Il risultato non si smuoverà più, l’Avellino è in serie A. L’inizio di dieci anni leggendari per la città, che coincideranno con momenti storici emblematici per tutta la provincia, nel bene e nel male. Uno su tutti, il terremoto e la successiva ricostruzione che ha ampiamente pregiudicato lo sviluppo degli anni successivi. Ma il campo continuerà a regalare soddisfazioni ai biancoverdi, personaggi e aneddoti che i più giovani, come il sottoscritto, hanno conosciuto solo attraverso il ricordo dei propri genitori, allora ragazzi, e di album fotografici gelosamente conservati. Quelli che custodiscono la bellezza intramontabile della carta fotografica. Storie che si ascoltano con gli occhi lucidi, fantasticando non solo di quella squadra, ma anche di quei personaggi che hanno reso indimenticabile un’epoca.

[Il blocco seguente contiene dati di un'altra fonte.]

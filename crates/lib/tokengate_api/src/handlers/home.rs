//! Protected profile endpoint.

use axum::Extension;
use axum::http::header::CONTENT_TYPE;
use axum::response::{IntoResponse, Response};

use crate::error::{AppError, AppResult};
use crate::middleware::auth::AuthenticatedUser;

/// `GET /home`: the user the bearer token was issued for, as indented JSON.
pub async fn home_handler(
    Extension(AuthenticatedUser(user)): Extension<AuthenticatedUser>,
) -> AppResult<Response> {
    let mut body = serde_json::to_string_pretty(&user)
        .map_err(|e| AppError::Internal(format!("serialize user: {e}")))?;
    body.push('\n');
    Ok(([(CONTENT_TYPE, "application/json")], body).into_response())
}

Quando ad Avellino si respirava uno spirito diverso. A partire dai festeggiamenti dopo Marassi, quando come racconta Luca Del Gaudio del gruppo Facebook “non sei irpino se”, la città si fermò per tre giorni. Uffici pubblici chiusi, cinema che offrivano l’ingresso gratis, e gelato al pistacchio a prezzi stracciati. Con quel verde che appariva dappertutto ricordando agli Avellinesi la fierezza per la propria appartenenza. Figli di una terra caparbia, dove il sacrificio è all’ordine del giorno. Una terra tenace, come tenace sarà la resistenza che contribuirà a far finire negli almanacchi, la “legge del Partenio”, quella che impediva agli avversari di espugnare la tana del lupo. Se non con sacrifici immani. Il carattere di quella squadra, che nel dopo terremoto, affiancando la città lacerata dal sisma e dal dramma di chi lo aveva vissuto, regalò un’insperata salvezza.
Ma era anche un’Avellino che aveva voglia di guardare al proprio futuro con fiducia e spensieratezza, la stessa dei capelli al vento di Barbadillo che sembrava aver messo sempre le mani nella corrente, o nei festeggiamenti intorno alla bandierina di Juary. Quando anni dopo l’agile bomber brasiliano avrebbe perfino segnato in finale di Champions regalando al Porto il primo grande storico trionfo europeo, anche alle falde del Partenio hanno gioito. Ricordando di quel giovanotto sempre sorridente che metteva tutti di buon umore. Oggi guardiamo a quei giorni con grande nostalgia, inutile dire che speriamo ritornino. Per vivere, come allora, l’opportunità di credere in un sogno, tutti insieme, urlando come allora, “Forza Avellino”.